The New York Giants finished the 2013 season ranked 28th in the league in total offense. Eli Manning had perhaps his worst season as a pro in throwing just 18 touchdowns with 27 interceptions.
Offensive coordinator Kevin Gilbride announced his retirement at the end of the season but says the root of the Giants’ issues last season all start along the offensive line.
In an interview with Alex Marvez and Bill Polian on Sirius XM NFL Radio, Gilbride said the struggles of the offensive line put the Giants’ behind the eight ball from the start.
“I would say the offensive line, first and foremost, has to be addressed,” Gilbride said. “…I think they need another significant upgrade in the O-line and certainly some added depth.”
Manning was sacked 39 times and posted a career-worst 69.4 passer rating. Gilbride said he saw improvement from Justin Pugh throughout the season but the line as whole couldn’t perform at a level to allow the offense to perform.

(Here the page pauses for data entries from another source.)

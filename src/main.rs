use rolegate::{
    app::{build_app, serve},
    config::AppConfig,
    logging,
    state::AppState,
};

#[tokio::main]
async fn main() -> anyhow::Result<()> {
    dotenvy::dotenv().ok();
    logging::init("rolegate=debug,axum=info,tower_http=info");

    let config = AppConfig::from_env()?;
    let app_state = AppState::init(config).await?;

    serve(build_app(app_state)).await
}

“It just made it impossible for our quarterback to function,” Gilbride said. “(Manning)’s a guy where if you give him enough time, he’s always going to be throwing the ball to the right person, he’s going to know what you’re doing defensively, he’s going to see through your disguises, he’s going to be an accurate passer. But he’s not a scrambler and you’ve got to give him some help. And if you give him some help he’s proven that he can win a championship for you.”
Gilbride said the Giants changed their approach several times throughout the season to find a solution that would allow their offense to move the football. However, defenses were able to adjust as well and New York just didn’t have the ability to succeed with the deficiencies up front.
“I think philosophically, we modified substantially what we normally do,” Gilbride said. “We’ve been kind of a dymanic, explosive, throw-the-ball-down-the-field (offense), let your guys do a lot of vertical read-type of stretch principles and we had to abandon those. Those are the things that we’ve done very well that allowed us to be in the Top 10 offensively for a long time. You can’t do it because your quarterback would be on his back while you’re waiting for those things to happen.
“So we became much more conservative, much more three-strep oriented – which was good for a while, but they’re smart on that side of the ball and they identified fairly quickly what your weaknesses are, and they realized what your adjustments had been, so they take those things away. And when we had to expand what we wanted to do that’s when our shortcomings manifested themselves. But between going to a lot more three-step passes, moving the pocket, play-action where we didn’t just go to our traditional drop back five steps, seven-step drop back, (that) was probably the main modifications that we made.”
It’s a pretty damning critique of the Giants’ personnel up front levied by Gilbride. Whoever takes over in the offensive coordinator role next season will have a mess to clean up if the Giants can’t add talent to their offensive line this offseason.